« L’adieu interdit » de Marie de Hennezel
Marie de Hennezel, psychologue engagée dans les problématiques de fin de vie, livre dans « L'adieu interdit » son témoignage. Elle a examiné les réalités effrayantes dans le traitement réservé aux personnes âgées en Ehpad pendant le premier confinement. C’est cette expérience qu’elle désire partager avec le lecteur en évaluant les conséquences de cette situation sur notre société.
Cette période, Marie de Hennezel la décrit comme « une fin de notre humanité ». Elle dénonce cette approche de la mort de manière froide et efficace, elle indique que « nos experts scientifiques et nos gouvernants ont commis une faute ». C’est tout son travail sur les soins palliatifs qui a été gommé d’un coup. Mais l’analyse de Marie de Hennezel surmonte cette colère en empruntant une démarche vertueuse, exemplaire. Observant les décisions extrêmes prises par le gouvernement, l’auteure cherche à comprendre afin d’évaluer, dénoncer, mais aussi agir et proposer des solutions pour ne plus revivre cela.

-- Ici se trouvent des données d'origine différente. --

//! `labelpipe queue` — inspect and maintain the human-review queue.
//!
//! All queue subcommands are fully offline; they never touch the gateway.

use anyhow::{Context, Result, bail};
use clap::Subcommand;
use console::style;
use labelpipe::config::Config;
use labelpipe::queue::ReviewQueue;
use std::path::PathBuf;

#[derive(Subcommand)]
pub enum QueueCommands {
    /// List every escalated item
    List,
    /// Show totals by fallback reason
    Summary,
    /// Delete all entries for one data_id
    Delete { data_id: String },
    /// Remove every entry (requires --force)
    Clear {
        #[arg(long)]
        force: bool,
    },
    /// Export the queue as CSV
    Export {
        #[arg(short, long)]
        output: Option<PathBuf>,
    },
}

pub fn cmd_queue(config: Config, command: QueueCommands) -> Result<()> {
    let queue = ReviewQueue::new(&config.review_queue_dir);

    match command {
        QueueCommands::List => {
            let items = queue.list_all()?;
            if items.is_empty() {
                println!("Review queue is empty.");
                return Ok(());
            }
            for item in &items {
                println!(
                    "{}  {}  {}  attempts={} reviews={}",
                    style(&item.data_id).cyan(),
                    style(&item.fallback_reason).yellow(),
                    item.timestamp.to_rfc3339(),
                    item.labeler_attempts.len(),
                    item.critic_reviews.len(),
                );
                if let Some(last) = item.error_log.last() {
                    println!("    {}", style(last).dim());
                }
            }
            println!("\n{} item(s)", items.len());
        }
        QueueCommands::Summary => {
            let summary = queue.summary()?;
            println!("Total: {}", summary.total);
            for (reason, count) in &summary.by_reason {
                println!("  {:<17} {}", reason.to_string(), count);
            }
        }
        QueueCommands::Delete { data_id } => {
            let removed = queue.delete(&data_id)?;
            println!("Removed {} entry(ies) for {}", removed, data_id);
        }
        QueueCommands::Clear { force } => {
            if !force {
                bail!("Refusing to clear the review queue without --force");
            }
            let removed = queue.clear(true)?;
            println!("Cleared {} entry(ies)", removed);
        }
        QueueCommands::Export { output } => {
            let bytes = queue.export_csv()?;
            match output {
                Some(path) => {
                    std::fs::write(&path, &bytes)
                        .with_context(|| format!("Failed to write {}", path.display()))?;
                    println!("Exported {} byte(s) to {}", bytes.len(), path.display());
                }
                None => print!("{}", String::from_utf8_lossy(&bytes)),
            }
        }
    }
    Ok(())
}
pub mod chat;
pub mod cliente;
pub mod produto;
pub mod remote;
pub mod transfer;
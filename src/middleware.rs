// src/middleware.rs

pub mod auth;
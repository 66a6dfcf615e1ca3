// src/docs.rs

use crate::handlers;
use crate::models;
use utoipa::OpenApi;

#[derive(OpenApi)]
#[openapi(
    paths(
        // --- Produtos ---
        handlers::produto::produto_info,
        handlers::produto::produto_com_estoque,
        handlers::produto::atualizar_produto,
        handlers::produto::cadastrar_produto,

        // --- Clientes ---
        handlers::cliente::saldo_convenio,

        // --- Transferências ---
        handlers::transfer::receber_solicitacao,
        handlers::transfer::receber_resposta,
        handlers::transfer::receber_transferencia,
    ),
    components(
        schemas(
            // --- Produtos ---
            models::produto::Produto,
            models::produto::ListaProdutos,

            // --- Clientes ---
            models::cliente::SaldoConvenio,
            handlers::cliente::ConvenioPayload,

            // --- Transferências ---
            models::transfer::TransferStatus,
            models::transfer::TransferRequest,
            models::transfer::TransferResponse,
            models::transfer::TransferPayload,
            models::transfer::AtualizarProdutoPayload,
            models::transfer::CadastroProdutoPayload,
            models::transfer::PendingTransfer,
            models::transfer::TransferOutcome,
        )
    ),
    tags(
        (name = "Produtos", description = "Consulta e atualização de estoque entre lojas"),
        (name = "Clientes", description = "Saldo de convênio"),
        (name = "Transferências", description = "Pedido, resposta e entrada de estoque transferido")
    )
)]
pub struct ApiDoc;
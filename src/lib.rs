// src/lib.rs

pub mod common;
pub mod config;
pub mod db;
pub mod docs;
pub mod handlers;
pub mod middleware;
pub mod models;
pub mod remote;
pub mod services;

pub use config::{AppState, Config};
pub use handlers::router;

La recherche insistante de la juste compréhension de la situation par l’auteure ne peut se faire qu’en analysant les faits. Et les équilibres sont subtils. Ainsi l’isolement mortifère des résidents d’EHPAD résulte, certes, de règles drastiques mais aussi de la peur-panique des familles qui ne sont pas venues voir leurs proches alors même qu’elles y étaient autorisées. Le tri des patients, qui semble barbare, est éclairé par une autre réalité, celle du pronostic « fonctionnel », c’est-à-dire l’état dans lequel le patient va survivre. Ou encore, les décisions de ne pas accueillir les familles lors des rites funéraires est le fait de décisions du Gouvernement mais également de pressions des sociétés funéraires qui se sont opposées aux assouplissements prévus dans un second temps.
Cette recherche du regard "juste" sur le traitement des personnes âgées et de leurs familles pendant le premier confinement n’empêche pas de dénoncer les situations dramatiques. Certains, notamment parmi les soignants et administratifs en EHPAD, se sont sentis « constamment complices de situations de l’ordre de l’inhumain ». Repousser les familles, engager le « protocole palliatif Covid » ( « endormissement définitif par injection de Rivotril ») par des personnels non médicaux, mettre les défunts eux-mêmes dans les housses mortuaires, ne pas laisser les familles voir une dernière fois leur père ou mère. Toutes ces situations ont généré une grande angoisse et de la violence, les individus se désalignant de leurs valeurs profondes.
Pourtant, l’auteur insiste sur tout ce qui demeure positif dans le cadre de cette crise. Elle met en lumière, par exemple, ceux nombreux qui ont fait un pas de côté, et qui, par leur action individuelle, ont « adouci la cruauté de la situation ». Ce sont des personnes, des associations, des soignants qui, dans les EHPAD et dans les services funéraires ont remis l’humanité sur les rails, guidés par leur éthique. Marie de Hennezel esquisse également des solutions pour l’avenir, celles permettant d’associer par exemple les citoyens aux décisions, ou d‘avoir un « filtre » éthique pour les mesures d’urgence prises dans le cadre sanitaire. « Pour ne plus jamais vivre ça ! »
L’adieu interdit, Pour ne plus jamais vivre ça, Marie de Hennezel, éditions Plon.